O texto foi apresentado em junho pelo presidente do Senado, Davi Alcolumbre, e aprovado pelo Congresso Nacional em 32 dias. A norma regulamenta a emenda constitucional 125, de 2022. Com a nova regra, os recursos especiais serão julgados somente quando os ministros identificarem questões relevantes nos âmbitos econômico, político, social ou jurídico que ultrapassem o interesse das partes.
O reconhecimento da relevância será automático em cinco situações: ações penais, ações de improbidade, causas com valor acima de 500 salários mínimos, processos que possam gerar inelegibilidade e decisões que contrariem a jurisprudência consolidada do STJ. A expectativa é reduzir o volume de processos no tribunal, que é a última instância para interpretação de leis federais.
Levantamento da Fundação Getúlio Vargas (FGV) indica que 36,8% dos recursos especiais recebidos em 2021 e 40,4% dos de 2022 seriam admitidos com base nos critérios automáticos. O estudo foi coordenado pelo ministro Luis Felipe Salomão, vice-presidente do STJ, que assume a presidência da corte em 19 de agosto. Ele afirma que o mecanismo é usado por cortes superiores de outros países para economizar tempo e recursos.
Salomão diz que o tribunal passará a priorizar a formação de precedentes gerais. A regulamentação altera o Código de Processo Civil e obriga juízes e tribunais inferiores a seguir as decisões tomadas em recursos com relevância reconhecida. Para o ministro, o STJ não muda de função, mas retoma o papel de definir a interpretação da lei federal.
O procurador Paulo Mendes, adjunto do advogado-geral da União, afirma que o tribunal poderá decidir se uma tese terá efeito apenas para o caso concreto ou se valerá como precedente obrigatório. Já o professor Cassio Scarpinella Bueno, da PUC-SP, vê dificuldade nessa separação, com base na experiência da repercussão geral no STF.

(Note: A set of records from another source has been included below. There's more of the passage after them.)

//! Built-in template catalog.
//!
//! A fixed collection of complete templates offered for one-click
//! loading. The contents are data, not logic; loading one clones it
//! into the editor.

use serde::Serialize;

use crate::{
    FieldId, FieldKind, FieldOption, FieldType, FieldValidation, FormField, FormStep, FormTemplate,
    StepId,
};

/// Summary of a catalog entry, for listings.
#[derive(Debug, Clone, Serialize)]
pub struct TemplateSummary {
    /// Template identifier.
    pub id: String,
    /// Template name.
    pub name: String,
    /// Optional description.
    #[serde(skip_serializing_if = "Option::is_none")]
    pub description: Option<String>,
}

/// All built-in templates, freshly constructed.
#[must_use]
pub fn templates() -> Vec<FormTemplate> {
    vec![contact_form(), job_application(), event_registration()]
}

/// Look up a built-in template by id.
#[must_use]
pub fn find(id: &str) -> Option<FormTemplate> {
    templates().into_iter().find(|template| template.id == id)
}

/// Summaries for every built-in template.
#[must_use]
pub fn summaries() -> Vec<TemplateSummary> {
    templates()
        .into_iter()
        .map(|template| TemplateSummary {
            id: template.id,
            name: template.name,
            description: template.description,
        })
        .collect()
}

/// Catalog field with a stable id.
fn field(id: &str, field_type: FieldType, label: &str, name: &str) -> FormField {
    FormField {
        id: FieldId::from_string(id),
        kind: FieldKind::new(field_type),
        label: label.to_string(),
        name: name.to_string(),
        placeholder: None,
        help_text: None,
        validation: None,
    }
}

/// Catalog step with a stable id.
fn step(id: &str, title: &str, fields: Vec<FormField>) -> FormStep {
    FormStep {
        id: StepId::from_string(id),
        title: title.to_string(),
        fields,
    }
}

fn choice(id: &str, field_type: FieldType, label: &str, name: &str, options: &[(&str, &str)]) -> FormField {
    let options = options
        .iter()
        .map(|(label, value)| FieldOption::new(*label, *value))
        .collect();
    FormField {
        kind: FieldKind::from_parts(field_type, Some(options)),
        ..field(id, field_type, label, name)
    }
}

const EMAIL_PATTERN: &str = r"[\w.-]+@[\w.-]+\.\w+";

fn contact_form() -> FormTemplate {
    FormTemplate {
        id: "template-contact".to_string(),
        name: "Contact Form".to_string(),
        description: Some("Name, email and a message".to_string()),
        steps: vec![step(
            "contact-details",
            "Contact Details",
            vec![
                field("contact-name", FieldType::Text, "Full Name", "full_name")
                    .with_placeholder("Jane Doe")
                    .with_validation(FieldValidation::required().with_min_length(2)),
                field("contact-email", FieldType::Email, "Email Address", "email")
                    .with_placeholder("jane@example.com")
                    .with_validation(
                        FieldValidation::required()
                            .with_pattern(EMAIL_PATTERN)
                            .with_pattern_error("Please enter a valid email address"),
                    ),
                field("contact-message", FieldType::Textarea, "Message", "message")
                    .with_placeholder("How can we help?")
                    .with_validation(FieldValidation::required().with_min_length(10)),
            ],
        )],
    }
}

fn job_application() -> FormTemplate {
    FormTemplate {
        id: "template-job-application".to_string(),
        name: "Job Application".to_string(),
        description: Some("Two-step application with personal details and experience".to_string()),
        steps: vec![
            step(
                "job-personal",
                "Personal Information",
                vec![
                    field("job-name", FieldType::Text, "Full Name", "full_name")
                        .with_validation(FieldValidation::required()),
                    field("job-email", FieldType::Email, "Email Address", "email")
                        .with_validation(
                            FieldValidation::required().with_pattern(EMAIL_PATTERN),
                        ),
                    field("job-phone", FieldType::Text, "Phone Number", "phone")
                        .with_placeholder("+1 555 000 0000")
                        .with_help_text("Include the country code"),
                ],
            ),
            step(
                "job-experience",
                "Experience",
                vec![
                    choice(
                        "job-position",
                        FieldType::Select,
                        "Position",
                        "position",
                        &[
                            ("Software Engineer", "engineer"),
                            ("Product Designer", "designer"),
                            ("Project Manager", "manager"),
                        ],
                    )
                    .with_validation(FieldValidation::required()),
                    field(
                        "job-years",
                        FieldType::Number,
                        "Years of Experience",
                        "years_experience",
                    ),
                    field(
                        "job-cover",
                        FieldType::Textarea,
                        "Cover Letter",
                        "cover_letter",
                    )
                    .with_validation(FieldValidation::required().with_min_length(50)),
                ],
            ),
        ],
    }
}

fn event_registration() -> FormTemplate {
    FormTemplate {
        id: "template-event".to_string(),
        name: "Event Registration".to_string(),
        description: Some("Attendee details and ticket preferences".to_string()),
        steps: vec![
            step(
                "event-attendee",
                "Attendee",
                vec![
                    field("event-name", FieldType::Text, "Full Name", "full_name")
                        .with_validation(FieldValidation::required()),
                    field("event-email", FieldType::Email, "Email Address", "email")
                        .with_validation(
                            FieldValidation::required().with_pattern(EMAIL_PATTERN),
                        ),
                ],
            ),
            step(
                "event-preferences",
                "Preferences",
                vec![
                    choice(
                        "event-ticket",
                        FieldType::Radio,
                        "Ticket Type",
                        "ticket_type",
                        &[
                            ("Standard", "standard"),
                            ("VIP", "vip"),
                            ("Student", "student"),
                        ],
                    )
                    .with_validation(FieldValidation::required()),
                    choice(
                        "event-diet",
                        FieldType::Select,
                        "Dietary Preference",
                        "dietary",
                        &[
                            ("None", "none"),
                            ("Vegetarian", "vegetarian"),
                            ("Vegan", "vegan"),
                            ("Gluten-free", "gluten_free"),
                        ],
                    ),
                    field("event-date", FieldType::Date, "Attendance Date", "attendance_date")
                        .with_validation(FieldValidation::required()),
                    // A single yes/no checkbox; the option list stays empty.
                    choice(
                        "event-newsletter",
                        FieldType::Checkbox,
                        "Subscribe to the newsletter",
                        "newsletter",
                        &[],
                    ),
                ],
            ),
        ],
    }
}

#[cfg(test)]
mod tests {
    use super::*;
    use std::collections::BTreeSet;

    #[test]
    fn test_catalog_is_not_empty() {
        assert!(!templates().is_empty());
    }

    #[test]
    fn test_template_ids_are_unique() {
        let ids: Vec<_> = templates().into_iter().map(|t| t.id).collect();
        let unique: BTreeSet<_> = ids.iter().collect();
        assert_eq!(unique.len(), ids.len());
    }

    #[test]
    fn test_every_template_upholds_step_invariant() {
        for template in templates() {
            assert!(template.step_count() >= 1, "{} has no steps", template.id);
        }
    }

    #[test]
    fn test_field_ids_are_unique_within_each_template() {
        for template in templates() {
            let ids: Vec<_> = template.fields().map(|f| f.id.clone()).collect();
            let unique: BTreeSet<_> = ids.iter().collect();
            assert_eq!(unique.len(), ids.len(), "{} repeats field ids", template.id);
        }
    }

    #[test]
    fn test_find_returns_matching_template() {
        let template = find("template-contact").expect("known id");
        assert_eq!(template.name, "Contact Form");
        assert!(find("template-unknown").is_none());
    }

    #[test]
    fn test_summaries_match_templates() {
        let summaries = summaries();
        assert_eq!(summaries.len(), templates().len());
        assert_eq!(summaries[0].id, "template-contact");
    }

    #[test]
    fn test_choice_fields_carry_authored_options() {
        let template = find("template-event").expect("known id");
        let ticket = template
            .fields()
            .find(|f| f.name == "ticket_type")
            .expect("ticket field");
        let options = ticket.kind.options().expect("radio has options");
        assert_eq!(options.len(), 3);
        assert_eq!(options[1].value, "vip");
    }
}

Bueno critica os cinco critérios fixos de admissão automática, especialmente causas acima de 500 salários mínimos. O advogado Leonardo Guerzoni Furtado, da AASP, diz que o projeto adota o efeito vinculante, o que dá peso a cada tese fixada. Ele ressalta que a lei garantiu julgamento em sessão presencial.

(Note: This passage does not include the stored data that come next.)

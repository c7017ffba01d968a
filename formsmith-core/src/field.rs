//! Form fields - the building blocks of form steps.

use serde::{Deserialize, Serialize};
use uuid::Uuid;

use crate::FormError;

/// Unique identifier for a field.
///
/// Generated as a UUID v4 string for new fields. Imported documents may
/// carry arbitrary id strings; they are accepted as-is.
#[derive(Debug, Clone, PartialEq, Eq, PartialOrd, Ord, Hash, Serialize, Deserialize)]
#[serde(transparent)]
pub struct FieldId(String);

impl FieldId {
    /// Create a new unique field ID.
    #[must_use]
    pub fn new() -> Self {
        Self(Uuid::new_v4().to_string())
    }

    /// Wrap an existing identifier string.
    #[must_use]
    pub fn from_string(id: impl Into<String>) -> Self {
        Self(id.into())
    }

    /// The identifier as a string slice.
    #[must_use]
    pub fn as_str(&self) -> &str {
        &self.0
    }
}

impl Default for FieldId {
    fn default() -> Self {
        Self::new()
    }
}

impl std::fmt::Display for FieldId {
    fn fmt(&self, f: &mut std::fmt::Formatter<'_>) -> std::fmt::Result {
        write!(f, "{}", self.0)
    }
}

/// The set of field types offered by the palette.
#[derive(Debug, Clone, Copy, PartialEq, Eq, Hash, Serialize, Deserialize)]
#[serde(rename_all = "lowercase")]
pub enum FieldType {
    /// Single-line text input.
    Text,
    /// Multi-line text input.
    Textarea,
    /// Numeric input.
    Number,
    /// Email address input.
    Email,
    /// Masked password input.
    Password,
    /// Dropdown with a list of options.
    Select,
    /// Checkbox.
    Checkbox,
    /// Radio button group.
    Radio,
    /// Date picker.
    Date,
}

impl FieldType {
    /// All palette types in display order.
    pub const ALL: [Self; 9] = [
        Self::Text,
        Self::Textarea,
        Self::Number,
        Self::Email,
        Self::Password,
        Self::Select,
        Self::Checkbox,
        Self::Radio,
        Self::Date,
    ];

    /// The wire name of this type (`text`, `select`, ...).
    #[must_use]
    pub fn as_str(self) -> &'static str {
        match self {
            Self::Text => "text",
            Self::Textarea => "textarea",
            Self::Number => "number",
            Self::Email => "email",
            Self::Password => "password",
            Self::Select => "select",
            Self::Checkbox => "checkbox",
            Self::Radio => "radio",
            Self::Date => "date",
        }
    }

    /// Whether fields of this type carry a list of options.
    #[must_use]
    pub fn is_choice(self) -> bool {
        matches!(self, Self::Select | Self::Checkbox | Self::Radio)
    }

    /// Default label for a freshly created field of this type.
    #[must_use]
    pub fn default_label(self) -> &'static str {
        match self {
            Self::Text => "Text Field",
            Self::Textarea => "Textarea Field",
            Self::Number => "Number Field",
            Self::Email => "Email Field",
            Self::Password => "Password Field",
            Self::Select => "Dropdown Field",
            Self::Checkbox => "Checkbox Field",
            Self::Radio => "Radio Field",
            Self::Date => "Date Field",
        }
    }
}

impl std::fmt::Display for FieldType {
    fn fmt(&self, f: &mut std::fmt::Formatter<'_>) -> std::fmt::Result {
        f.write_str(self.as_str())
    }
}

impl std::str::FromStr for FieldType {
    type Err = FormError;

    fn from_str(s: &str) -> Result<Self, Self::Err> {
        Self::ALL
            .into_iter()
            .find(|field_type| field_type.as_str() == s)
            .ok_or_else(|| FormError::UnknownFieldType(s.to_string()))
    }
}

/// One choice in a select/radio/checkbox field.
///
/// `value` carries no uniqueness constraint; duplicate values are kept
/// as entered.
#[derive(Debug, Clone, PartialEq, Eq, Serialize, Deserialize)]
pub struct FieldOption {
    /// Text shown to the user.
    pub label: String,
    /// Value submitted as form data.
    pub value: String,
}

impl FieldOption {
    /// Create an option.
    #[must_use]
    pub fn new(label: impl Into<String>, value: impl Into<String>) -> Self {
        Self {
            label: label.into(),
            value: value.into(),
        }
    }

    /// The default option at 1-based position `n` ("Option N" / "optionN").
    #[must_use]
    pub fn numbered(n: usize) -> Self {
        Self::new(format!("Option {n}"), format!("option{n}"))
    }
}

/// Per-field validation rules.
///
/// Every rule is optional; an absent rule is not enforced. There is no
/// cross-check that `min_length <= max_length`.
#[derive(Debug, Clone, Default, PartialEq, Eq, Serialize, Deserialize)]
#[serde(rename_all = "camelCase")]
pub struct FieldValidation {
    /// The field must have a non-empty value.
    #[serde(default, skip_serializing_if = "is_false")]
    pub required: bool,
    /// Minimum value length, counted in characters.
    #[serde(default, skip_serializing_if = "Option::is_none")]
    pub min_length: Option<usize>,
    /// Maximum value length, counted in characters.
    #[serde(default, skip_serializing_if = "Option::is_none")]
    pub max_length: Option<usize>,
    /// Regex source the whole value must match.
    #[serde(default, skip_serializing_if = "Option::is_none")]
    pub pattern: Option<String>,
    /// Custom message shown when the pattern rule fails.
    #[serde(default, skip_serializing_if = "Option::is_none")]
    pub pattern_error: Option<String>,
}

// serde's skip_serializing_if passes the field by reference
#[allow(clippy::trivially_copy_pass_by_ref)]
fn is_false(flag: &bool) -> bool {
    !*flag
}

impl FieldValidation {
    /// Rule set with only `required` enforced.
    #[must_use]
    pub fn required() -> Self {
        Self {
            required: true,
            ..Self::default()
        }
    }

    /// Set the minimum length rule.
    #[must_use]
    pub fn with_min_length(mut self, min: usize) -> Self {
        self.min_length = Some(min);
        self
    }

    /// Set the maximum length rule.
    #[must_use]
    pub fn with_max_length(mut self, max: usize) -> Self {
        self.max_length = Some(max);
        self
    }

    /// Set the pattern rule.
    #[must_use]
    pub fn with_pattern(mut self, pattern: impl Into<String>) -> Self {
        self.pattern = Some(pattern.into());
        self
    }

    /// Set the custom pattern failure message.
    #[must_use]
    pub fn with_pattern_error(mut self, message: impl Into<String>) -> Self {
        self.pattern_error = Some(message.into());
        self
    }
}

/// The control a field renders as, with the attributes specific to it.
///
/// Only the choice controls (`Select`, `Checkbox`, `Radio`) carry
/// options; every other variant has none to carry.
#[derive(Debug, Clone, PartialEq, Eq, Serialize, Deserialize)]
#[serde(tag = "type", rename_all = "lowercase")]
pub enum FieldKind {
    /// Single-line text input.
    Text,
    /// Multi-line text input.
    Textarea,
    /// Numeric input.
    Number,
    /// Email address input.
    Email,
    /// Masked password input.
    Password,
    /// A dropdown.
    Select {
        /// Selectable options, in display order.
        options: Vec<FieldOption>,
    },
    /// A checkbox.
    Checkbox {
        /// Options, in display order.
        options: Vec<FieldOption>,
    },
    /// A radio button group.
    Radio {
        /// Selectable options, in display order.
        options: Vec<FieldOption>,
    },
    /// Date picker input.
    Date,
}

impl FieldKind {
    /// Build the kind for a palette type.
    ///
    /// Choice controls start with two default options so the preview has
    /// something to render.
    #[must_use]
    pub fn new(field_type: FieldType) -> Self {
        Self::from_parts(field_type, field_type.is_choice().then(default_options))
    }

    /// Build a kind from a type token and an optional option list.
    ///
    /// Choice controls take the given options (an absent list, as in an
    /// imported document, means no options). Options passed for a
    /// non-choice type are dropped.
    #[must_use]
    pub fn from_parts(field_type: FieldType, options: Option<Vec<FieldOption>>) -> Self {
        let options = || options.unwrap_or_default();
        match field_type {
            FieldType::Text => Self::Text,
            FieldType::Textarea => Self::Textarea,
            FieldType::Number => Self::Number,
            FieldType::Email => Self::Email,
            FieldType::Password => Self::Password,
            FieldType::Select => Self::Select { options: options() },
            FieldType::Checkbox => Self::Checkbox { options: options() },
            FieldType::Radio => Self::Radio { options: options() },
            FieldType::Date => Self::Date,
        }
    }

    /// The palette type of this kind.
    #[must_use]
    pub fn field_type(&self) -> FieldType {
        match self {
            Self::Text => FieldType::Text,
            Self::Textarea => FieldType::Textarea,
            Self::Number => FieldType::Number,
            Self::Email => FieldType::Email,
            Self::Password => FieldType::Password,
            Self::Select { .. } => FieldType::Select,
            Self::Checkbox { .. } => FieldType::Checkbox,
            Self::Radio { .. } => FieldType::Radio,
            Self::Date => FieldType::Date,
        }
    }

    /// Options of a choice control, if this is one.
    #[must_use]
    pub fn options(&self) -> Option<&[FieldOption]> {
        match self {
            Self::Select { options } | Self::Checkbox { options } | Self::Radio { options } => {
                Some(options)
            }
            _ => None,
        }
    }

    /// Mutable options of a choice control, if this is one.
    pub fn options_mut(&mut self) -> Option<&mut Vec<FieldOption>> {
        match self {
            Self::Select { options } | Self::Checkbox { options } | Self::Radio { options } => {
                Some(options)
            }
            _ => None,
        }
    }
}

fn default_options() -> Vec<FieldOption> {
    vec![FieldOption::numbered(1), FieldOption::numbered(2)]
}

/// A single form input with its configuration.
#[derive(Debug, Clone, PartialEq, Eq, Serialize, Deserialize)]
#[serde(rename_all = "camelCase")]
pub struct FormField {
    /// Unique identifier, immutable after creation.
    pub id: FieldId,
    /// The control this field renders as.
    pub kind: FieldKind,
    /// Label shown above the control.
    pub label: String,
    /// Form-data key. Not required to be unique within a step.
    pub name: String,
    /// Placeholder text.
    #[serde(default, skip_serializing_if = "Option::is_none")]
    pub placeholder: Option<String>,
    /// Help text shown under the control.
    #[serde(default, skip_serializing_if = "Option::is_none")]
    pub help_text: Option<String>,
    /// Validation rules.
    #[serde(default, skip_serializing_if = "Option::is_none")]
    pub validation: Option<FieldValidation>,
}

impl FormField {
    /// Create a field with a fresh id.
    #[must_use]
    pub fn new(kind: FieldKind, label: impl Into<String>, name: impl Into<String>) -> Self {
        Self {
            id: FieldId::new(),
            kind,
            label: label.into(),
            name: name.into(),
            placeholder: None,
            help_text: None,
            validation: None,
        }
    }

    /// Set the placeholder.
    #[must_use]
    pub fn with_placeholder(mut self, placeholder: impl Into<String>) -> Self {
        self.placeholder = Some(placeholder.into());
        self
    }

    /// Set the help text.
    #[must_use]
    pub fn with_help_text(mut self, help_text: impl Into<String>) -> Self {
        self.help_text = Some(help_text.into());
        self
    }

    /// Set the validation rules.
    #[must_use]
    pub fn with_validation(mut self, validation: FieldValidation) -> Self {
        self.validation = Some(validation);
        self
    }
}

A Ordem dos Advogados do Brasil (OAB) apresentou proposta própria para o filtro em 2024, com receio de que as mudanças tornem o sistema de interpretação das leis federais engessado. A entidade criticou a suspensão de processos em todo o país sobre temas relevantes. O texto aprovado prevê suspensão de seis meses, prorrogável por mais seis.

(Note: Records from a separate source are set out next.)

//! # Formsmith Server
//!
//! Local embedded server for the Formsmith editor.
//! Binds to localhost only for security.

use std::net::SocketAddr;

use axum::{
    extract::State,
    http::{header, HeaderValue, Method},
    response::IntoResponse,
    routing::get,
    Router,
};
use metrics_exporter_prometheus::PrometheusHandle;
use tower_http::{
    cors::CorsLayer,
    request_id::{MakeRequestUuid, PropagateRequestIdLayer, SetRequestIdLayer},
    trace::{DefaultMakeSpan, DefaultOnRequest, DefaultOnResponse, TraceLayer},
};
use tracing::Level;
use tracing_subscriber::{layer::SubscriberExt, util::SubscriberInitExt, EnvFilter};

use formsmith_server::{app, metrics, AppState};

/// Default port for the formsmith server.
const DEFAULT_PORT: u16 = 3676; // "FORM" on phone keypad

/// Build a CORS layer that only allows localhost origins.
///
/// The server is designed to run on localhost only; this keeps requests
/// from other origins out.
fn build_cors_layer(port: u16) -> CorsLayer {
    // Allowed localhost origins with the configured port
    let localhost_origins = [
        format!("http://localhost:{port}"),
        format!("http://127.0.0.1:{port}"),
        // Also allow common development ports for dev servers
        "http://localhost:3000".to_string(),
        "http://localhost:5173".to_string(), // Vite
        "http://localhost:8080".to_string(),
        "http://127.0.0.1:3000".to_string(),
        "http://127.0.0.1:5173".to_string(),
        "http://127.0.0.1:8080".to_string(),
    ];

    let origins: Vec<HeaderValue> = localhost_origins
        .iter()
        .filter_map(|o| o.parse().ok())
        .collect();

    CorsLayer::new()
        .allow_origin(origins)
        .allow_methods([Method::GET, Method::POST, Method::PUT, Method::DELETE])
        .allow_headers([header::CONTENT_TYPE, header::ACCEPT])
        .allow_credentials(true)
}

/// Initialize structured tracing with optional JSON format.
///
/// Set `RUST_LOG` to control log levels (default: info,formsmith_server=debug,tower_http=debug).
/// Set `RUST_LOG_FORMAT=json` for JSON output (recommended for production).
fn init_tracing() {
    let filter = EnvFilter::try_from_default_env()
        .unwrap_or_else(|_| EnvFilter::new("info,formsmith_server=debug,tower_http=debug"));

    let fmt_layer = tracing_subscriber::fmt::layer()
        .with_target(true)
        .with_thread_ids(false)
        .with_file(true)
        .with_line_number(true);

    // Use JSON format in production (RUST_LOG_FORMAT=json)
    if std::env::var("RUST_LOG_FORMAT").as_deref() == Ok("json") {
        tracing_subscriber::registry()
            .with(filter)
            .with(fmt_layer.json())
            .init();
    } else {
        tracing_subscriber::registry()
            .with(filter)
            .with(fmt_layer)
            .init();
    }
}

#[tokio::main]
async fn main() -> anyhow::Result<()> {
    init_tracing();

    // Initialize Prometheus metrics
    let metrics_handle = metrics::init_metrics()
        .map_err(|e| anyhow::anyhow!("Failed to initialize Prometheus metrics: {}", e))?;
    tracing::info!("Prometheus metrics initialized");

    let port = std::env::var("FORMSMITH_PORT")
        .ok()
        .and_then(|p| p.parse().ok())
        .unwrap_or(DEFAULT_PORT);

    // Base URL embedded in shareable form links
    let share_base = std::env::var("FORMSMITH_SHARE_BASE")
        .unwrap_or_else(|_| format!("http://localhost:{port}"));

    let state = AppState::new(share_base);

    // Build metrics router with PrometheusHandle
    let metrics_router = Router::new()
        .route("/metrics", get(metrics_handler))
        .with_state(metrics_handle);

    // Build the router
    let router = app(state)
        // Metrics endpoint (separate state)
        .merge(metrics_router)
        // Request ID for distributed tracing correlation
        .layer(PropagateRequestIdLayer::x_request_id())
        .layer(SetRequestIdLayer::x_request_id(MakeRequestUuid))
        // CORS configuration - restricted to localhost only for security
        .layer(build_cors_layer(port))
        // Structured request tracing with timing
        .layer(
            TraceLayer::new_for_http()
                .make_span_with(DefaultMakeSpan::new().level(Level::INFO))
                .on_request(DefaultOnRequest::new().level(Level::INFO))
                .on_response(DefaultOnResponse::new().level(Level::INFO)),
        );

    // Bind to localhost ONLY (security requirement)
    let addr = SocketAddr::from(([127, 0, 0, 1], port));
    let listener = tokio::net::TcpListener::bind(addr).await?;

    tracing::info!("Formsmith server starting on http://{}", addr);
    tracing::info!("API root: http://localhost:{}/api", port);

    axum::serve(listener, router).await?;

    Ok(())
}

/// Prometheus metrics endpoint.
#[tracing::instrument(name = "metrics", skip(handle))]
async fn metrics_handler(State(handle): State<PrometheusHandle>) -> impl IntoResponse {
    handle.render()
}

Em nota, o Conselho Federal da OAB afirmou que atuou no Congresso para reduzir os impactos sobre a advocacia e reconheceu que a paralisação da jurisdição em todo o país não é a melhor solução. Salomão diz que parte das críticas pode vir do receio de redução do mercado de trabalho para advogados, mas avalia que haverá qualificação da atuação profissional. Furtado defende que o filtro seja usado para racionalizar o trabalho do STJ, sem limitar o acesso à corte.